In India, a private limited company is one of the most popular business
structures. The Directors of a private limited company are crucial to the
incorporation and post-incorporation processes. We discuss every facet of being
a director in a private limited company in this post.
Meaning of Director in Private
Limited Company
The Companies Act of 2013 defines a "Director" as a person
appointed to a company's board of directors after company
registration online.
A group of people chosen by a company's shareholders to run its business
is referred to as the board of directors. A company must only operate via the
agency of natural individuals because it is an artificial legal person formed
by law.
It is only capable of acting via people, and the Directors are primarily
responsible for this. Therefore, a group of people known as the "Board of
Directors" is given the responsibility of managing the corporation.
One who supervises, controls, or manages; a person chosen by the
shareholders of a company to direct the company's policies. A person appointed
or elected by the law, authorised to manage and direct the affairs of a
company. These are some additional definitions of a director.
Taking up a Directorship in a Private
Limited Company
A Director Identification Number is necessary for someone to be a
director of a private limited company (DIN Number).
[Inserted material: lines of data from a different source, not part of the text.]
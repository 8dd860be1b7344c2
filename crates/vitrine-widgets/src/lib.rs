//! egui widgets for the Vitrine landing page.
//!
//! - **Viewer**: the zoomable image with its overlay
//! - **Buttons**: overlay controls, call-to-action buttons, nav links
//! - **Colors**: Tailwind palette subset
//! - **Frames**: header, footer and control bar frames
//! - **Layout**: separators, section labels

pub mod buttons;
pub mod colors;
pub mod frames;
pub mod layout;
pub mod viewer;

pub use buttons::{ControlButton, ControlButtonStyle, CtaButton, CtaVariant, NavLink};
pub use colors::{TailwindColor, BLUE, GRAY};
pub use frames::{control_bar_frame, footer_frame, header_frame};
pub use layout::{muted_text, section_label, separator};
pub use viewer::{ViewerResponse, ZoomableImage};

/// Standard sizing constants used across widgets.
pub mod sizing {
    /// Compact control size
    pub const MEDIUM: f32 = 28.0;
    /// Overlay control size
    pub const LARGE: f32 = 36.0;
    /// Standard corner radius
    pub const CORNER_RADIUS: u8 = 6;
    /// Maximum width of page content
    pub const CONTENT_WIDTH: f32 = 1024.0;
}

/// Standard colors used across widgets.
pub mod theme {
    use egui::Color32;

    /// Body text (gray-700)
    pub const TEXT: Color32 = Color32::from_rgb(55, 65, 81);
    /// Secondary text (gray-500)
    pub const TEXT_MUTED: Color32 = Color32::from_rgb(107, 114, 128);
    /// Border color (gray-200)
    pub const BORDER: Color32 = Color32::from_rgb(229, 231, 235);
    /// Accent color (blue-600)
    pub const ACCENT: Color32 = Color32::from_rgb(37, 99, 235);
}
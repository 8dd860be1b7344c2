//! Frames for page sections and overlay chrome.

use egui::{Color32, CornerRadius, Frame, Margin, Stroke};

use crate::colors::GRAY;
use crate::{sizing, theme};

/// Frame for the page header bar.
pub fn header_frame() -> Frame {
    Frame::new()
        .fill(Color32::WHITE)
        .stroke(Stroke::new(1.0, theme::BORDER))
        .inner_margin(Margin::symmetric(24, 12))
}

/// Frame for the page footer.
pub fn footer_frame() -> Frame {
    Frame::new()
        .fill(GRAY.level(100))
        .inner_margin(Margin::symmetric(24, 32))
}

/// Dark translucent pill holding the overlay zoom controls.
pub fn control_bar_frame() -> Frame {
    Frame::new()
        .fill(Color32::from_black_alpha(160))
        .corner_radius(CornerRadius::same(sizing::LARGE as u8))
        .inner_margin(Margin::symmetric(8, 4))
}
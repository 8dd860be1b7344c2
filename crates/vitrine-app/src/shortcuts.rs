//! Viewer gestures and keys, for help output.

/// An input binding of the image viewer.
#[derive(Debug, Clone)]
pub struct Gesture {
    pub input: &'static str,
    /// Viewer state the binding applies in
    pub when: &'static str,
    pub description: &'static str,
}

impl Gesture {
    pub const fn new(input: &'static str, when: &'static str, description: &'static str) -> Self {
        Self {
            input,
            when,
            description,
        }
    }

    /// Format the binding for display (e.g., "Escape (open)").
    pub fn format(&self) -> String {
        format!("{} ({})", self.input, self.when)
    }
}

/// Registry of all viewer bindings.
pub struct GestureRegistry;

impl GestureRegistry {
    /// Get all registered bindings.
    pub fn all() -> Vec<Gesture> {
        vec![
            Gesture::new("Click thumbnail", "closed", "Open the image"),
            Gesture::new("Double-tap image", "open", "Toggle zoom at the tapped point"),
            Gesture::new("Drag", "zoomed", "Pan the image"),
            Gesture::new("+ / - / 1:1", "zoomed", "Zoom in, zoom out, fit to screen"),
            Gesture::new("Swipe up or down", "open", "Close"),
            Gesture::new("Click backdrop", "open", "Close"),
            Gesture::new("Escape", "open", "Close"),
            Gesture::new("× button", "open", "Close"),
        ]
    }

    /// Log all bindings.
    pub fn log_all() {
        log::info!("Image viewer controls:");
        for gesture in Self::all() {
            log::info!("  {:24} {}", gesture.format(), gesture.description);
        }
    }
}

#[cfg(test)]
mod tests {
    use super::*;

    #[test]
    fn test_format() {
        let gesture = Gesture::new("Escape", "open", "Close");
        assert_eq!(gesture.format(), "Escape (open)");
    }

    #[test]
    fn test_every_close_path_listed() {
        let closes = GestureRegistry::all()
            .into_iter()
            .filter(|g| g.description == "Close")
            .count();
        assert_eq!(closes, 4);
    }
}
//! Main application entry point (native).

#[cfg(feature = "native")]
fn main() {
    env_logger::init();
    log::info!("Starting Vitrine");

    let config = match std::env::args().nth(1) {
        Some(path) => match vitrine_app::AppConfig::load(&path) {
            Ok(config) => config,
            Err(e) => {
                log::error!("Failed to load config {}: {}", path, e);
                std::process::exit(2);
            }
        },
        None => vitrine_app::AppConfig::default(),
    };

    if let Err(e) = pollster::block_on(vitrine_app::App::run(config)) {
        log::error!("{}", e);
        std::process::exit(1);
    }
}

#[cfg(not(feature = "native"))]
fn main() {
    panic!("Native feature not enabled. Use `cargo run --features native`");
}
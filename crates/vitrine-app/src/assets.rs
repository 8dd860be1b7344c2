//! Asset locations.

/// Resolve `src` against a page origin. Absolute URLs pass through.
pub fn resolve_against(origin: &str, src: &str) -> String {
    if src.contains("://") {
        return src.to_string();
    }
    join_url(origin, src)
}

fn join_url(origin: &str, path: &str) -> String {
    format!(
        "{}/{}",
        origin.trim_end_matches('/'),
        path.trim_start_matches('/')
    )
}

#[cfg(test)]
mod tests {
    use super::*;

    #[test]
    fn test_join_url() {
        assert_eq!(
            join_url("https://example.com/", "/attractive.png"),
            "https://example.com/attractive.png"
        );
        assert_eq!(
            join_url("http://localhost:8080", "img/a.png"),
            "http://localhost:8080/img/a.png"
        );
    }

    #[test]
    fn test_resolve_relative() {
        assert_eq!(
            resolve_against("https://example.com", "attractive.png"),
            "https://example.com/attractive.png"
        );
    }

    #[test]
    fn test_absolute_passes_through() {
        assert_eq!(
            resolve_against("https://example.com", "https://cdn.example.org/a.png"),
            "https://cdn.example.org/a.png"
        );
    }
}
Any person above the age of
18 can apply to the DIN Cell for a DIN Number.
Types of Directors in Company
- Managing
Director
A "Managing Director" is a Director who has been given
significant management authority over the business's affairs under the
authority of the company's articles of association, a contract with the
company, a resolution adopted by its general meeting, or its board of
directors.
- Executive
Director
An Executive Director, often known as a Full-Time Director, is someone
who works for the business full-time.
- Ordinary
Director
A simple director who participates in the business brought before the
board of directors at board meetings is referred to as an "Ordinary
Director." They are neither managing directors nor full-time directors.
- Additional
Director
Between two annual general meetings, the Board of Directors may nominate
an additional director, as long as they abide by the company's articles of
association.
The term of office of any additional Directors shall only last until the
company's next annual general meeting.
A company's total number of directors, including extra directors, cannot
exceed the number of directors set by the articles of association as the
maximum size of the board of directors.
- Alternate
Director
An alternate director is a person chosen by the Board of Directors at a
general meeting to represent the "original director" when he is away
from India for a minimum of three months. Alternate Directors are typically
appointed for Non-Resident Indians (NRIs) or overseas partners of a corporation.
- Professional
Director
Directors who have professional credentials and have no financial stake
in the company are referred to as professional directors. Professionals are
occasionally appointed to the boards of large corporations to use their
managerial skills.
- Nominee
Director
Banks and private equity investors typically impose a condition on the
appointment of their representative on the Board of the concerned Company when
providing financing or equity assistance to a business. These candidates are
referred to as nominee directors.
A nominee director in a One Person Company (OPC) is a person designated
by the OPC's sole director to run the business of the OPC in the event of the
director's decease or incapacitation.
Maximum and Minimum Number of
Directors in Private Limited Company
The only individual who can be appointed as a director of a company is
an Individual (live person).
It is not possible to appoint a body corporate or business entity as a
director of a company. A special resolution may be passed to increase the
number of Directors in a business beyond the maximum of fifteen.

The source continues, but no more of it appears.